|Wisser, Randall -|
|Kolkman, Judith -|
|Patzoldt, Megan -|
|Jianming, Yu -|
|Nelson, Rebecca -|
Submitted to: Proceedings of the National Academy of Sciences
Publication Type: Peer Reviewed Journal
Publication Acceptance Date: March 18, 2011
Publication Date: May 3, 2011
Citation: Wisser, R., Kolkman, J., Patzoldt, M., Holland, J.B., Jianming, Y., Krakowsky, M.D., Nelson, R., Balint Kurti, P.J. 2011. Multivariate analysis of maize disease resistances suggests a pleiotropic genetic basis and implicates a glutathione S-transferase gene. Proceedings of the National Academy of Sciences. 108:7339-7344. Interpretive Summary: Plants in the field are usually are infected by many diseases at once. In most cases the genes that provide resistance confer resistance to just one specific disease amongst the many. In this paper we examine the possibility that there are genes that confer partial resistance to several diseases by examining an extremely diverse set of maize lines and looking for specific alleles that tend to be associated with resistance to multiple diseases. We show good evidence that such genes exist and identify 3 genes which are strongly statistically associated with multiple disease resistance.

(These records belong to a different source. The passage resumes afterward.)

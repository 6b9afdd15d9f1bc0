//! Admin session model. Only the SHA-256 hash of the session token is stored.

use inventory_core::types::{DbId, Timestamp};
use sqlx::FromRow;

/// Full row from the `admin_sessions` table.
#[derive(Debug, Clone, FromRow)]
pub struct AdminSession {
    pub id: DbId,
    pub user_id: DbId,
    pub token_hash: String,
    pub expires_at: Timestamp,
    pub revoked_at: Option<Timestamp>,
    pub created_at: Timestamp,
    pub updated_at: Timestamp,
}

/// DTO for opening a session.
#[derive(Debug)]
pub struct CreateAdminSession {
    pub user_id: DbId,
    pub token_hash: String,
    pub expires_at: Timestamp,
}

/// A live session joined with its user.
#[derive(Debug, Clone, FromRow)]
pub struct SessionUser {
    pub session_id: DbId,
    pub user_id: DbId,
    pub username: String,
    pub role: String,
}
//! Client for the admin service's public REST API.
//!
//! The storefront owns no catalog or order data: every laptop, spare part
//! and order it shows is read through [`AdminApi`], and checkout is a
//! single `POST /orders`. [`AdminApiClient`] is the HTTP implementation;
//! tests substitute an in-memory one.

use std::time::Duration;

use async_trait::async_trait;
use inventory_core::catalog::{CatalogLaptop, CatalogPart};
use inventory_core::checkout::{PlaceOrderRequest, PlacedOrder};
use inventory_core::types::{DbId, Money};
use inventory_core::wire::{
    BrandList, Envelope, ErrorBody, LaptopDetail, LaptopList, OrderDetail, OrderLookup,
    SparePartList,
};
use inventory_db::models::order::Order;
use reqwest::StatusCode;
use serde::de::DeserializeOwned;
use serde::{Deserialize, Serialize};

/// Shop listing filters, forwarded as the query string of `GET /laptops`.
#[derive(Debug, Clone, Default, Serialize, Deserialize)]
pub struct LaptopQuery {
    #[serde(skip_serializing_if = "Option::is_none")]
    pub brand: Option<String>,
    #[serde(skip_serializing_if = "Option::is_none")]
    pub price_min: Option<Money>,
    #[serde(skip_serializing_if = "Option::is_none")]
    pub price_max: Option<Money>,
}

/// Errors from the admin API layer.
#[derive(Debug, thiserror::Error)]
pub enum AdminApiError {
    /// The request never produced a usable response (connect, timeout,
    /// TLS, or an unparseable success body).
    #[error("Admin API request failed: {0}")]
    Request(#[from] reqwest::Error),

    /// The admin service answered with its error envelope.
    #[error("Admin API rejected the request ({status}): {}", .body.error)]
    Rejected { status: u16, body: ErrorBody },

    /// A non-2xx response without a readable error envelope.
    #[error("Admin API error ({status}): {body}")]
    Status { status: u16, body: String },
}

/// Operations the storefront needs from the admin service.
///
/// Lookups by id return `Ok(None)` on 404.
#[async_trait]
pub trait AdminApi: Send + Sync {
    async fn list_laptops(&self, query: &LaptopQuery) -> Result<Vec<CatalogLaptop>, AdminApiError>;

    async fn list_brands(&self) -> Result<Vec<String>, AdminApiError>;

    async fn get_laptop(&self, id: DbId) -> Result<Option<CatalogLaptop>, AdminApiError>;

    async fn list_spare_parts(&self) -> Result<Vec<CatalogPart>, AdminApiError>;

    async fn place_order(&self, request: &PlaceOrderRequest) -> Result<PlacedOrder, AdminApiError>;

    async fn get_order(&self, order_id: &str) -> Result<Option<Order>, AdminApiError>;

    async fn lookup_order(&self, email: &str, order_id: &str)
        -> Result<Option<Order>, AdminApiError>;
}

/// HTTP client for the admin service.
pub struct AdminApiClient {
    client: reqwest::Client,
    api_url: String,
}

impl AdminApiClient {
    /// Create a client for the API rooted at `api_url`, e.g.
    /// `http://localhost:5000/api`.
    pub fn new(api_url: String, timeout: Duration) -> Result<Self, reqwest::Error> {
        let client = reqwest::Client::builder().timeout(timeout).build()?;
        Ok(Self::with_client(client, api_url))
    }

    /// Create a client reusing an existing [`reqwest::Client`].
    pub fn with_client(client: reqwest::Client, api_url: String) -> Self {
        Self {
            client,
            api_url: api_url.trim_end_matches('/').to_string(),
        }
    }

    fn url(&self, path: &str) -> String {
        format!("{}{path}", self.api_url)
    }

    // ---- private helpers ----

    /// Convert a non-2xx response into an [`AdminApiError`].
    async fn error_from(response: reqwest::Response) -> AdminApiError {
        let status = response.status().as_u16();
        let body = response
            .text()
            .await
            .unwrap_or_else(|_| "<unreadable body>".to_string());
        match serde_json::from_str::<ErrorBody>(&body) {
            Ok(body) => AdminApiError::Rejected { status, body },
            Err(_) => AdminApiError::Status { status, body },
        }
    }

    /// Unwrap the payload of a successful envelope.
    async fn parse_response<T: DeserializeOwned>(
        response: reqwest::Response,
    ) -> Result<T, AdminApiError> {
        if !response.status().is_success() {
            return Err(Self::error_from(response).await);
        }
        Ok(response.json::<Envelope<T>>().await?.body)
    }

    /// Like [`Self::parse_response`], mapping 404 to `None`.
    async fn parse_optional<T: DeserializeOwned>(
        response: reqwest::Response,
    ) -> Result<Option<T>, AdminApiError> {
        if response.status() == StatusCode::NOT_FOUND {
            return Ok(None);
        }
        Self::parse_response(response).await.map(Some)
    }
}

#[async_trait]
impl AdminApi for AdminApiClient {
    async fn list_laptops(&self, query: &LaptopQuery) -> Result<Vec<CatalogLaptop>, AdminApiError> {
        let response = self
            .client
            .get(self.url("/laptops"))
            .query(query)
            .send()
            .await?;
        Ok(Self::parse_response::<LaptopList>(response).await?.laptops)
    }

    async fn list_brands(&self) -> Result<Vec<String>, AdminApiError> {
        let response = self.client.get(self.url("/laptops/brands")).send().await?;
        Ok(Self::parse_response::<BrandList>(response).await?.brands)
    }

    async fn get_laptop(&self, id: DbId) -> Result<Option<CatalogLaptop>, AdminApiError> {
        let response = self
            .client
            .get(self.url(&format!("/laptops/{id}")))
            .send()
            .await?;
        Ok(Self::parse_optional::<LaptopDetail>(response)
            .await?
            .map(|d| d.laptop))
    }

    async fn list_spare_parts(&self) -> Result<Vec<CatalogPart>, AdminApiError> {
        let response = self.client.get(self.url("/spare-parts")).send().await?;
        Ok(Self::parse_response::<SparePartList>(response)
            .await?
            .spare_parts)
    }

    async fn place_order(&self, request: &PlaceOrderRequest) -> Result<PlacedOrder, AdminApiError> {
        let response = self
            .client
            .post(self.url("/orders"))
            .json(request)
            .send()
            .await?;
        Self::parse_response(response).await
    }

    async fn get_order(&self, order_id: &str) -> Result<Option<Order>, AdminApiError> {
        let response = self
            .client
            .get(self.url(&format!("/orders/{order_id}")))
            .send()
            .await?;
        Ok(Self::parse_optional::<OrderDetail<Order>>(response)
            .await?
            .map(|d| d.order))
    }

    async fn lookup_order(
        &self,
        email: &str,
        order_id: &str,
    ) -> Result<Option<Order>, AdminApiError> {
        let query = OrderLookup {
            email: Some(email.to_string()),
            order_id: Some(order_id.to_string()),
        };
        let response = self
            .client
            .get(self.url("/orders/lookup"))
            .query(&query)
            .send()
            .await?;
        Ok(Self::parse_optional::<OrderDetail<Order>>(response)
            .await?
            .map(|d| d.order))
    }
}
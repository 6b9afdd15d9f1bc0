//! Background tasks.
//!
//! Each submodule provides a long-running async function intended to be
//! spawned via `tokio::spawn`. All tasks accept a [`CancellationToken`]
//! for graceful shutdown.
//!
//! [`CancellationToken`]: tokio_util::sync::CancellationToken

pub mod cart_expiry;
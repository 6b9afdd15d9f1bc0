//! Repository for the `spare_parts` table.

use inventory_core::types::DbId;
use sqlx::PgPool;

use crate::models::spare_part::{CreateSparePart, SparePart, UpdateSparePart};

const COLUMNS: &str = "id, name, type, price, quantity, description, created_at, updated_at";

/// Provides CRUD operations for spare parts.
pub struct SparePartRepo;

impl SparePartRepo {
    /// Insert a new spare part, returning the created row.
    pub async fn create(pool: &PgPool, input: &CreateSparePart) -> Result<SparePart, sqlx::Error> {
        let query = format!(
            "INSERT INTO spare_parts (name, type, price, quantity, description)
             VALUES ($1, $2, $3, COALESCE($4, 0), $5)
             RETURNING {COLUMNS}"
        );
        sqlx::query_as::<_, SparePart>(&query)
            .bind(&input.name)
            .bind(&input.part_type)
            .bind(input.price)
            .bind(input.quantity)
            .bind(&input.description)
            .fetch_one(pool)
            .await
    }

    pub async fn find_by_id(pool: &PgPool, id: DbId) -> Result<Option<SparePart>, sqlx::Error> {
        let query = format!("SELECT {COLUMNS} FROM spare_parts WHERE id = $1");
        sqlx::query_as::<_, SparePart>(&query)
            .bind(id)
            .fetch_optional(pool)
            .await
    }

    /// Load every part in `ids` inside a transaction.
    pub async fn find_by_ids(
        tx: &mut sqlx::Transaction<'_, sqlx::Postgres>,
        ids: &[DbId],
    ) -> Result<Vec<SparePart>, sqlx::Error> {
        let query = format!("SELECT {COLUMNS} FROM spare_parts WHERE id = ANY($1)");
        sqlx::query_as::<_, SparePart>(&query)
            .bind(ids)
            .fetch_all(&mut **tx)
            .await
    }

    /// List parts ordered by name, optionally restricted to one `type`
    /// (case-insensitive).
    pub async fn list(
        pool: &PgPool,
        part_type: Option<&str>,
    ) -> Result<Vec<SparePart>, sqlx::Error> {
        let query = format!(
            "SELECT {COLUMNS} FROM spare_parts
             WHERE ($1::TEXT IS NULL OR LOWER(type) = LOWER($1))
             ORDER BY name, id"
        );
        sqlx::query_as::<_, SparePart>(&query)
            .bind(part_type.map(str::trim).filter(|t| !t.is_empty()))
            .fetch_all(pool)
            .await
    }

    /// Update a spare part. Only non-`None` fields in `input` are applied.
    pub async fn update(
        pool: &PgPool,
        id: DbId,
        input: &UpdateSparePart,
    ) -> Result<Option<SparePart>, sqlx::Error> {
        let query = format!(
            "UPDATE spare_parts SET
                name = COALESCE($2, name),
                type = COALESCE($3, type),
                price = COALESCE($4, price),
                quantity = COALESCE($5, quantity),
                description = COALESCE($6, description)
             WHERE id = $1
             RETURNING {COLUMNS}"
        );
        sqlx::query_as::<_, SparePart>(&query)
            .bind(id)
            .bind(&input.name)
            .bind(&input.part_type)
            .bind(input.price)
            .bind(input.quantity)
            .bind(&input.description)
            .fetch_optional(pool)
            .await
    }

    pub async fn delete(pool: &PgPool, id: DbId) -> Result<bool, sqlx::Error> {
        let result = sqlx::query("DELETE FROM spare_parts WHERE id = $1")
            .bind(id)
            .execute(pool)
            .await?;
        Ok(result.rows_affected() > 0)
    }

    pub async fn count(pool: &PgPool) -> Result<i64, sqlx::Error> {
        let (count,): (i64,) = sqlx::query_as("SELECT COUNT(*) FROM spare_parts")
            .fetch_one(pool)
            .await?;
        Ok(count)
    }
}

Technical Abstract: Plants are attacked by pathogens representing diverse taxonomic groups, such that genes providing multiple disease resistance (MDR) would likely be under positive selection pressure. We examined the novel proposition that naturally occurring allelic variants may confer MDR. To do so, we applied a novel extension to structured association mapping, allowing for the analysis of correlated complex traits and the identification of pleiotropic genes. The analytical approach used here is directly applicable to any species and set of traits exhibiting correlation. From our analysis of a diverse panel of maize inbred lines, we discovered high positive genetic correlations between resistances to three globally important fungal diseases. The maize panel studied exhibits rapidly decaying linkage disequilibrium that generally occurs within one or two kilobases—less than the length of an average maize gene. The positive correlations therefore suggested that functional allelic variation at specific genes for MDR do exist in maize. Using a multivariate test statistic, we showed that sequence variation at a glutathione S-transferase gene was associated with resistance to each of the three diseases. Re-sequencing analysis pinpointed mutations in the coding domain defining glutathione S-transferase substrate specificity, providing biochemical plausibility for the association. The documented role of glutathione S-transferases in cytoprotection, including pathogen defense, also provided biological plausibility for the association. Glutathione S-transferases and other proteins involved in detoxification are likely to be an important component of quantitative variation in single and multiple disease resistance.